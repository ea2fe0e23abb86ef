// Error handling types for the API

use axum::{http::StatusCode, response::IntoResponse, Json};
use serde::Serialize;
use std::fmt;
use tracing::error;

use super::validation::ValidationResult;

/// API error types
#[derive(Debug)]
pub enum ApiError {
    BadRequest(String),
    PayloadTooLarge(String),
    UnsupportedMedia(String),
    InternalServer(String),
    ValidationError(String),
    ProcessingError(String),
}

impl fmt::Display for ApiError {
    fn fmt(&self, f: &mut fmt::Formatter<'_>) -> fmt::Result {
        match self {
            ApiError::BadRequest(msg) => write!(f, "Bad Request: {}", msg),
            ApiError::PayloadTooLarge(msg) => write!(f, "Payload Too Large: {}", msg),
            ApiError::UnsupportedMedia(msg) => write!(f, "Unsupported Media Type: {}", msg),
            ApiError::InternalServer(msg) => write!(f, "Internal Server Error: {}", msg),
            ApiError::ValidationError(msg) => write!(f, "Validation Error: {}", msg),
            ApiError::ProcessingError(msg) => write!(f, "Processing Error: {}", msg),
        }
    }
}

/// JSON error response structure
#[derive(Serialize)]
pub struct ErrorResponse {
    pub error: String,
    pub code: String,
}

impl IntoResponse for ApiError {
    fn into_response(self) -> axum::response::Response {
        let (status, error_message, code) = match self {
            ApiError::BadRequest(msg) => (StatusCode::BAD_REQUEST, msg, "BAD_REQUEST"),
            ApiError::PayloadTooLarge(msg) => {
                (StatusCode::PAYLOAD_TOO_LARGE, msg, "PAYLOAD_TOO_LARGE")
            }
            ApiError::UnsupportedMedia(msg) => (
                StatusCode::UNSUPPORTED_MEDIA_TYPE,
                msg,
                "UNSUPPORTED_MEDIA_TYPE",
            ),
            ApiError::InternalServer(msg) => (
                StatusCode::INTERNAL_SERVER_ERROR,
                msg,
                "INTERNAL_SERVER_ERROR",
            ),
            ApiError::ValidationError(msg) => (StatusCode::BAD_REQUEST, msg, "VALIDATION_ERROR"),
            ApiError::ProcessingError(msg) => {
                error!(error = %msg, "Resume processing failed");
                (StatusCode::INTERNAL_SERVER_ERROR, msg, "PROCESSING_ERROR")
            }
        };

        let error_response = ErrorResponse {
            error: error_message,
            code: code.to_string(),
        };

        (status, Json(error_response)).into_response()
    }
}

/// Helper function to convert ValidationResult to ApiError
impl From<ValidationResult> for ApiError {
    fn from(result: ValidationResult) -> Self {
        if result.is_valid {
            ApiError::InternalServer(
                "Validation result was valid but converted to error".to_string(),
            )
        } else {
            let error_messages: Vec<String> = result
                .errors
                .iter()
                .map(|e| format!("{}: {}", e.field, e.message))
                .collect();
            ApiError::ValidationError(error_messages.join(", "))
        }
    }
}
// src/parser/names.rs
//! Specialized Chinese name-extraction capability.
//!
//! Highest-precision rung of the name fallback chain: candidates found here
//! win over generic PERSON entities and label lookups.

use regex::Regex;

/// One candidate structure from a name scan. The `name` field may be absent
/// when the scan recognized something person-like without a usable surface.
#[derive(Debug, Clone, Default)]
pub struct NameCandidate {
    pub name: Option<String>,
}

pub trait NameScanner: Send + Sync {
    /// Scans raw text and returns zero or more candidates.
    fn scan(&self, text: &str) -> Vec<NameCandidate>;
}

/// Label-anchored scanner: a 姓名/名字 label followed by a 2–4 character
/// han sequence is taken as the candidate's name.
pub struct LabelNameScanner {
    labelled: Regex,
}

impl Default for LabelNameScanner {
    fn default() -> Self {
        Self::new()
    }
}

impl LabelNameScanner {
    pub fn new() -> Self {
        Self {
            labelled: Regex::new(r"(?:姓名|名字)[:：]?\s*([\x{4e00}-\x{9fa5}]{2,4})")
                .expect("valid name label pattern"),
        }
    }
}

impl NameScanner for LabelNameScanner {
    fn scan(&self, text: &str) -> Vec<NameCandidate> {
        self.labelled
            .captures_iter(text)
            .map(|caps| NameCandidate {
                name: caps.get(1).map(|m| m.as_str().to_string()),
            })
            .collect()
    }
}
▬▬▬
**What you need to do**
Copy each line of the data that contains the word "PayloadTooLarge", leaving the other lines out.

**Your solution**
    PayloadTooLarge(String),
            ApiError::PayloadTooLarge(msg) => write!(f, "Payload Too Large: {}", msg),
            ApiError::PayloadTooLarge(msg) => {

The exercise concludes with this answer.